612 AD. No longer the glorious cradle of all art and science, Athens is a ruined provincial city in one of the Byzantine Empire’s less vital provinces. Why, then, has the Emperor diverted Aelric’s ship home from Egypt to send him here? Why has he included Priscus in the warrant? Surely, they have more important business in Constantinople. Isn’t Aelric needed to save the Empire’s finances, and Priscus to lead its armies against the Persians? Or has the Emperor decided to blame them for the bloodbath they presided over in Egypt?
Or could it be that Aelric’s latest job just to manage a council of Eastern and Western Bishops more inclined to kick each other to death than agree to a wildly controversial position on the Nature of Christ?
Hard to say. Impossible to say. When did Heraclius ever explain his reasons – assuming he had any in the first place? The only certainty is that Aelric finds himself in a derelict palace of dark and endless corridors and of rooms that Martin, his cowardly secretary, assures him pulse with an ancient evil.
Add to this a headless corpse, drained of its blood, a bizarre cult of the self-emasculated, embezzlement, a city rabble on the edge of revolution – and the approach of an army rumoured to contain twenty million starving barbarians.

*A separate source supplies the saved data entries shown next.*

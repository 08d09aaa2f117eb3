//! stackstrap - heuristic workspace tooling detection
//!
//! This library inspects a project workspace's file tree to infer which
//! build/run tooling it uses (Node, Java, Python, Go, Rust, Make/CMake) and
//! assembles the shell commands needed to bootstrap that workspace: install
//! and build steps grouped into an `init` phase, and an ongoing run command.
//!
//! # Core Concepts
//!
//! - **Detectors**: independent per-ecosystem rules that inspect marker files
//!   (`package.json`, `build.gradle`, `go.mod`, ...) and propose commands
//! - **Inferrer**: runs every detector in a fixed order and folds their
//!   proposals into a single result; a failing detector is logged and skipped
//! - **FileSystem**: read-only capability the detectors see; backed by a real
//!   workspace directory in production and by an in-memory map in tests
//!
//! # Example Usage
//!
//! ```ignore
//! use stackstrap::{Inferrer, LocalFileSystem};
//!
//! async fn bootstrap_commands(workspace: std::path::PathBuf) {
//!     let fs = LocalFileSystem::new(workspace);
//!     let config = Inferrer::new().infer(&fs).await;
//!
//!     for task in &config.tasks {
//!         if let Some(init) = &task.init {
//!             println!("init: {}", init);
//!         }
//!         if let Some(command) = &task.command {
//!             println!("command: {}", command);
//!         }
//!     }
//! }
//! ```
//!
//! The inferrer never fails: filesystem faults and malformed manifests degrade
//! to "that detector contributes nothing" and the worst-case result is an
//! empty [`WorkspaceConfig`].

pub mod cli;
pub mod config;
pub mod detect;
pub mod fs;
pub mod inferrer;

pub use config::{Command, Phase, TaskSpec, WorkspaceConfig};
pub use detect::Detector;
pub use fs::{FileSystem, FsError, LocalFileSystem, MockFileSystem};
pub use inferrer::Inferrer;

/// Crate version from Cargo.toml
pub const VERSION: &str = env!("CARGO_PKG_VERSION");
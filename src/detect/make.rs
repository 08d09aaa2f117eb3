//! Make/CMake detector

use super::common::is_make_workspace;
use super::Detector;
use crate::config::Command;
use crate::fs::FileSystem;
use anyhow::Result;
use async_trait::async_trait;

pub struct MakeDetector;

#[async_trait]
impl Detector for MakeDetector {
    fn name(&self) -> &'static str {
        "make"
    }

    async fn detect(&self, fs: &dyn FileSystem) -> Result<Vec<Command>> {
        if fs.exists("CMakeLists.txt").await? {
            return Ok(vec![Command::init("cmake .")]);
        }

        if is_make_workspace(fs).await? {
            return Ok(vec![Command::init("make")]);
        }

        Ok(Vec::new())
    }
}

#[cfg(test)]
mod tests {
    use super::*;
    use crate::fs::MockFileSystem;

    #[tokio::test]
    async fn test_cmake_lists() {
        let fs = MockFileSystem::new();
        fs.add_file("CMakeLists.txt", "project(demo)");

        let commands = MakeDetector.detect(&fs).await.unwrap();
        assert_eq!(commands.len(), 1);
        assert_eq!(commands[0].line, "cmake .");
    }

    #[tokio::test]
    async fn test_makefile_either_casing() {
        let fs = MockFileSystem::new();
        fs.add_file("Makefile", "all:");
        assert_eq!(MakeDetector.detect(&fs).await.unwrap()[0].line, "make");

        let fs = MockFileSystem::new();
        fs.add_file("makefile", "all:");
        assert_eq!(MakeDetector.detect(&fs).await.unwrap()[0].line, "make");
    }

    #[tokio::test]
    async fn test_cmake_beats_makefile() {
        let fs = MockFileSystem::new();
        fs.add_file("CMakeLists.txt", "project(demo)");
        fs.add_file("Makefile", "all:");

        let commands = MakeDetector.detect(&fs).await.unwrap();
        assert_eq!(commands.len(), 1);
        assert_eq!(commands[0].line, "cmake .");
    }

    #[tokio::test]
    async fn test_no_markers_no_commands() {
        let fs = MockFileSystem::new();
        assert!(MakeDetector.detect(&fs).await.unwrap().is_empty());
    }
}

Is Aelric on a high level mission to save the Empire? Or has he been set up to fail? Or is the truth even worse than he can at first imagine?
This fifth novel in the series blends historical fiction with gothic horror. Not surprisingly, Aelric may find even the vile Priscus a welcome ally. Or perhaps he won’t….
‘It would be hard to over-praise this extraordinary series, a near-perfect blend of historical detail and atmosphere with the plot of a conspiracy thriller, vivid characters, high philosophy and vulgar comedy.” The Morning Star
© 2015 – 2017, richardblake.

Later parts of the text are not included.